For the 101st posting I am returning to my first “professional” blog entry from July 1st 2007 when I was part of the Dental Business School set up. Happy days. My opinions haven’t changed.

It’s great to put the words “The first time” into a search engine and watch what appears. In this case I wanted, and got the lyrics to “The first time ever I saw your face” a wonderful song written in 1963 by Ewan McColl for his lover Peggy Seeger.

The first time ever I lay with you
And felt your heart beat close to mine
I thought our joy would fill the earth
And would last till the end of time my love
And would last till the end of time”

For more stuff on this fascinating man who refused to be classified as anything other than himself go to:

wikipedia.org/wiki/Ewan_MacColl

As for myself here’s a brief summary that I wrote for GDP-UK

“I practice very little clinical dentistry, not because I am not good at it, not because I was not successful at it, basically because I no longer enjoyed it, had I been given the options of honesty and the choice of following a different path at a “half-way” point in my studies I probably would have taken it.
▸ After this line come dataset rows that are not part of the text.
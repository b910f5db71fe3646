use std::ops::Range;
use std::str::FromStr;

use chrono::{Datelike, NaiveDate, NaiveDateTime, Timelike};

use crate::error::{EdfError, Result};

/// A fixed-width field of the main header record
#[derive(Debug, Clone, Copy, PartialEq, Eq)]
pub struct FieldSpec {
    pub name: &'static str,
    pub offset: usize,
    pub width: usize,
}

impl FieldSpec {
    const fn first(name: &'static str, width: usize) -> Self {
        FieldSpec { name, offset: 0, width }
    }

    const fn after(prev: FieldSpec, name: &'static str, width: usize) -> Self {
        FieldSpec {
            name,
            offset: prev.offset + prev.width,
            width,
        }
    }

    pub fn range(&self) -> Range<usize> {
        self.offset..self.offset + self.width
    }
}

// 主头部字段，偏移量为前面字段宽度之和
pub const VERSION: FieldSpec = FieldSpec::first("version", 8);
pub const PATIENT: FieldSpec = FieldSpec::after(VERSION, "local patient identification", 80);
pub const RECORDING: FieldSpec = FieldSpec::after(PATIENT, "local recording identification", 80);
pub const START_DATE: FieldSpec = FieldSpec::after(RECORDING, "startdate of recording", 8);
pub const START_TIME: FieldSpec = FieldSpec::after(START_DATE, "starttime of recording", 8);
pub const HEADER_BYTES: FieldSpec = FieldSpec::after(START_TIME, "number of bytes in header record", 8);
pub const RESERVED: FieldSpec = FieldSpec::after(HEADER_BYTES, "reserved", 44);
pub const DATA_RECORDS: FieldSpec = FieldSpec::after(RESERVED, "number of data records", 8);
pub const RECORD_DURATION: FieldSpec = FieldSpec::after(DATA_RECORDS, "duration of a data record", 8);
pub const SIGNAL_COUNT: FieldSpec = FieldSpec::after(RECORD_DURATION, "number of signals", 4);

/// Per-signal columns in the order they are stored, with their widths
pub const SIGNAL_COLUMNS: [(&str, usize); 10] = [
    ("label", 16),
    ("transducer type", 80),
    ("physical dimension", 8),
    ("physical minimum", 8),
    ("physical maximum", 8),
    ("digital minimum", 8),
    ("digital maximum", 8),
    ("prefiltering", 80),
    ("number of samples in each data record", 8),
    ("signal reserved", 32),
];

pub const VERSION_DEFAULT: &str = "0       ";
pub const RECORDING_DEFAULT: &str = "Startdate";
pub const INVALID_START: &str = "00.00.0000.00.00";
pub const UNKNOWN_SUBFIELD: &str = "X";
pub const SUBFIELD_SEPARATOR: char = ' ';
pub const SPACE_REPLACEMENT: char = '_';

const MONTHS: [&str; 12] = [
    "JAN", "FEB", "MAR", "APR", "MAY", "JUN", "JUL", "AUG", "SEP", "OCT", "NOV", "DEC",
];

/// Decodes header bytes as ASCII, bytes above 0x7F become `?`
pub fn ascii_text(bytes: &[u8]) -> String {
    bytes
        .iter()
        .map(|&b| if b.is_ascii() { b as char } else { '?' })
        .collect()
}

/// Raw, untrimmed text of a main header field
pub fn read_field(header: &[u8], spec: FieldSpec) -> String {
    ascii_text(&header[spec.range()])
}

/// Forces `value` to exactly `width` bytes: space padded, or truncated
///
/// Non-ASCII characters are replaced by `_` before fitting.
pub fn fit_field(value: &str, width: usize) -> Vec<u8> {
    let mut field: Vec<u8> = value
        .chars()
        .map(|c| if c.is_ascii() { c as u8 } else { b'_' })
        .take(width)
        .collect();
    field.resize(width, b' ');
    field
}

pub fn write_field(header: &mut [u8], spec: FieldSpec, value: &str) {
    header[spec.range()].copy_from_slice(&fit_field(value, spec.width));
}

/// Trims and parses a numeric field, naming the field on failure
pub fn parse_number<T: FromStr>(s: &str, field: &'static str) -> Result<T> {
    s.trim().parse::<T>().map_err(|_| EdfError::field(field))
}

/// Duration of a data record: bare integer when whole, else three decimals
pub fn format_duration(seconds: f64) -> String {
    if seconds.fract() == 0.0 {
        format!("{}", seconds as i64)
    } else {
        format!("{:.3}", seconds)
    }
}

/// Locale-free decimal text for physical extrema
pub fn format_number(value: f64) -> String {
    format!("{}", value)
}

/// Splits an EDF+ field on single spaces; runs of spaces yield empty tokens
pub fn split_subfields(field: &str) -> Vec<&str> {
    field.split(SUBFIELD_SEPARATOR).collect()
}

/// Encodes a free-text sub-field: `X` when empty, spaces replaced by `_`
pub fn encode_subfield(value: &str) -> String {
    if value.is_empty() {
        UNKNOWN_SUBFIELD.to_string()
    } else {
        value.replace(SUBFIELD_SEPARATOR, &SPACE_REPLACEMENT.to_string())
    }
}

/// Inverse of `encode_subfield`, except that `_` stays `_`
pub fn decode_subfield(token: &str) -> String {
    if token == UNKNOWN_SUBFIELD {
        String::new()
    } else {
        token.to_string()
    }
}

/// Parses `dd-MMM-yyyy`, e.g. `02-MAY-1951`
pub fn parse_edf_date(s: &str) -> Option<NaiveDate> {
    let parts: Vec<&str> = s.split('-').collect();
    if parts.len() != 3 {
        return None;
    }

    let day = parts[0].trim().parse::<u32>().ok()?;
    let month = MONTHS.iter().position(|m| *m == parts[1])? as u32 + 1;
    let year = parts[2].trim().parse::<i32>().ok()?;

    NaiveDate::from_ymd_opt(year, month, day)
}

pub fn format_edf_date(date: NaiveDate) -> String {
    format!(
        "{:02}-{}-{:04}",
        date.day(),
        MONTHS[date.month0() as usize],
        date.year()
    )
}

fn split_triplet(field: &str) -> Option<[i32; 3]> {
    let parts: Vec<&str> = field.trim_end().split('.').collect();
    if parts.len() != 3 {
        return None;
    }

    let mut values = [0i32; 3];
    for (value, part) in values.iter_mut().zip(&parts) {
        *value = part.trim().parse().ok()?;
    }
    Some(values)
}

/// Parses the `dd.mm.yy` and `hh.mm.ss` start fields
///
/// Two-digit years above 85 belong to the 1900s, the rest to the 2000s.
/// Returns `None` when a token is missing, not numeric, or out of range
/// (years before 1993 or after `max_year` included).
pub fn parse_start_datetime(date: &str, time: &str, max_year: i32) -> Option<NaiveDateTime> {
    let [day, month, yy] = split_triplet(date)?;
    let [hour, minute, second] = split_triplet(time)?;

    let year = if yy > 85 { 1900 + yy } else { 2000 + yy };

    let in_range = (1..=31).contains(&day)
        && (1..=12).contains(&month)
        && year > 1992
        && year <= max_year
        && (0..24).contains(&hour)
        && (0..60).contains(&minute)
        && (0..60).contains(&second);
    if !in_range {
        return None;
    }

    NaiveDate::from_ymd_opt(year, month as u32, day as u32)?
        .and_hms_opt(hour as u32, minute as u32, second as u32)
}

/// Text for the combined 16-byte start date and time fields
pub fn format_start_datetime(start: Option<NaiveDateTime>) -> String {
    match start {
        Some(dt) => format!(
            "{:02}.{:02}.{:02}{:02}.{:02}.{:02}",
            dt.day(),
            dt.month(),
            dt.year().rem_euclid(100),
            dt.hour(),
            dt.minute(),
            dt.second()
        ),
        None => INVALID_START.to_string(),
    }
}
As it is I was involved in a “vocational” degree and at the end of five years (Newcastle 1978) that is all you can do unless you have infinitely more moral courage than I or any of my contemporaries had.”

It took me a quarter of a century of practicing in hospital dentistry, general practice as an associate and as an owner of two practices to realise that, to use one of Stephen Covey’s analogies, my ladder was beautiful, it was well constructed, it worked well BUT (and it’s a bloody big but) it was leaning against the wrong wall.
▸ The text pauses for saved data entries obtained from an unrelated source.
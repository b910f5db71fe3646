use std::io;
use thiserror::Error;

#[derive(Debug, Error)]
pub enum EdfError {
    #[error("File not found: {0}")]
    FileNotFound(String),

    #[error("IO error: {0}")]
    Io(#[from] io::Error),

    #[error("File is not in EDF format: {0}")]
    NotEdfFormat(String),

    #[error("Invalid value in header field '{field}'")]
    FormatError { field: &'static str },

    #[error("Invalid header: {0}")]
    InvalidHeader(String),

    #[error("Invalid number of signals: {0}")]
    InvalidSignalCount(usize),
}

impl EdfError {
    pub(crate) fn field(field: &'static str) -> Self {
        EdfError::FormatError { field }
    }
}

pub type Result<T> = std::result::Result<T, EdfError>;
Here we have a culture of “Ignore the ideals you may have felt and been taught, get in, get on with it, burn out, blame someone else, anyone else. Well here are some folks you can blame: the principal, the patients, the NHS, the BDA, the GDC, Barry Cockcroft, Ben Bradshaw, Gordon Brown, Maggie Thatcher & Nye Bevan, and yes some or all of them may have done something that influences the totally artificial structure that is imposed upon the relationship between you, the clinician, and your patient.

Every time that you do something that isn’t the best that you can possibly do for that patient, because you have VOLUNTARILY accepted a third party’s rules, then just acknowledge the gremlin that sits on your shoulder that controls the little squirts of adrenaline into your blood stream that will ultimately take their toll on your health.

One of my coaching gurus, Steve Black, asks the sportsmen he works with to imagine that they are being filmed when they are training and playing and then to visualise that they will have to sit and watch the film with their families and colleagues. Mike Wise says something similar “it’s doing the right thing when nobody’s looking that’s important.”